家族や同席した誰も同じ症状が出ず、一人だけ症状が出て、しかもそれが毎回の場合は魚アレルギーの可能性があります。一度アレルギーの専門医に検査を受けると安心です。

サンマアレルギー・サバアレルギー

サンマやサバを食べると必ず発疹が出る・呼吸が苦しくなる場合はそれぞれの魚にアレルギーがあります。ただ、殆どの自称「サンマアレルギー」や「サバアレルギー」はヒスタミン中毒(アレルギー様食中毒)で、サンマやサバを食べると必ず症状が出る訳ではありません。

アニサキスアレルギー

魚に寄生するアニサキスという寄生虫がいます。サンマやサバなどの内臓に寄生したアニサキスは、寄生主が死ぬと筋肉中に逃げ出します。その為、内臓を食べなくても筋肉内に逃げ込んだアニサキスを魚と一緒に食べることでアニサキスのタンパク質を体内に取り込みます。その際に抗体が出来て、次にアニサキスが寄生したサバなどを食べた時にアニサキスアレルギーを発症する場合があります。
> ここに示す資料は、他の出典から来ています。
//! Load and save `config.toml`.

use crate::constants;
use crate::models::config::ConfigFile;
use crate::util::fs::ensure_dir;
use anyhow::{bail, Context, Result};
use std::fs;
use std::io::Write;
use std::path::Path;

#[cfg(unix)]
use std::os::unix::fs::PermissionsExt;

pub fn load(path: &Path) -> Result<ConfigFile> {
    if !path.exists() {
        bail!(
            "config file {} not found. Run: passbook init",
            path.display()
        );
    }
    let content =
        fs::read_to_string(path).with_context(|| format!("read config {}", path.display()))?;
    let config: ConfigFile =
        toml::from_str(&content).with_context(|| format!("parse config {}", path.display()))?;
    if config.store.suffix.is_empty() {
        bail!("config {}: [store] suffix cannot be empty", path.display());
    }
    Ok(config)
}

/// Write through a temp file in the same directory, mode 0600.
pub fn save(path: &Path, config: &ConfigFile) -> Result<()> {
    let content = toml::to_string_pretty(config).context("serialize config")?;
    let parent = path
        .parent()
        .filter(|p| !p.as_os_str().is_empty())
        .unwrap_or_else(|| Path::new("."));
    if !parent.exists() {
        ensure_dir(parent, constants::CONFIG_DIR_MODE)?;
    }

    let mut tmp = tempfile::NamedTempFile::new_in(parent).context("create temp config")?;
    tmp.write_all(content.as_bytes()).context("write config")?;
    tmp.flush().ok();

    #[cfg(unix)]
    {
        let perm = fs::Permissions::from_mode(constants::CONFIG_FILE_MODE);
        tmp.as_file()
            .set_permissions(perm)
            .context("set permissions on temp config")?;
    }

    tmp.persist(path)
        .map_err(|err| anyhow::anyhow!("persist config {}: {}", path.display(), err))?;
    Ok(())
}

#[cfg(test)]
mod tests {
    use super::*;
    use std::path::PathBuf;
    use tempfile::TempDir;

    #[test]
    fn test_missing_file_suggests_init() {
        let dir = TempDir::new().unwrap();
        let err = load(&dir.path().join("config.toml")).unwrap_err();
        assert!(err.to_string().contains("passbook init"));
    }

    #[test]
    fn test_save_then_load() {
        let dir = TempDir::new().unwrap();
        let path = dir.path().join("cfg").join("config.toml");
        let mut config = ConfigFile::default();
        config.store.root = PathBuf::from("/data/store");
        config.keys.public_key = PathBuf::from("/k/pub.asc");
        config.sync.offline = true;
        save(&path, &config).unwrap();

        let loaded = load(&path).unwrap();
        assert_eq!(loaded.store.root, PathBuf::from("/data/store"));
        assert_eq!(loaded.keys.public_key, PathBuf::from("/k/pub.asc"));
        assert!(loaded.sync.offline);
        assert!(loaded.keys.passphrase.is_none());
    }

    #[cfg(unix)]
    #[test]
    fn test_saved_config_is_private() {
        let dir = TempDir::new().unwrap();
        let path = dir.path().join("config.toml");
        save(&path, &ConfigFile::default()).unwrap();
        let mode = fs::metadata(&path).unwrap().permissions().mode() & 0o777;
        assert_eq!(mode, 0o600);
    }

    #[test]
    fn test_empty_suffix_rejected() {
        let dir = TempDir::new().unwrap();
        let path = dir.path().join("config.toml");
        fs::write(&path, "[store]\nsuffix = \"\"\n").unwrap();
        assert!(load(&path).is_err());
    }
}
  1. 魚やイカに寄生したアニサキスを知らずに食べる
  2. アニサキス抗体が体内で生産
  3. アニサキスに寄生されたサンマやサバを食べる
  4. アニサキスアレルギーを発症

アニサキスアレルギーの場合、サバ以外のアニサキスが寄生した魚を食べることでも蕁麻疹が起きますが、アニサキスがいない魚を食べても何も起きません。

サンマやサバはとにかく新鮮なものを選びましょう

サンマやサバは人間に必要なアミノ酸「ヒスチジン」を豊富に含みます。一度中毒を起こすと怖くなって食べなくなってしまう方も少なくないと思いますが、手ごろな価格のサンマやサバを食べなくなるのはもったいない話です。美味しいですし。

万が一、サンマアレルギーやサバアレルギーではないか一度アレルギー専門医に検査をしてもらってはっきりさせると安心して食べられます。過去に痛い目にあった人は是非検査を受けてみてください。

大堀恵さんもきっと保存状態の良くないサンマを食べたことによるヒスタミン中毒(アレルギー様食中毒)だったと思います。検査でサンマやサバにアレルギーがないことがはっきりして、旬には美味しいサンマがまた食べられるようになるといいですね。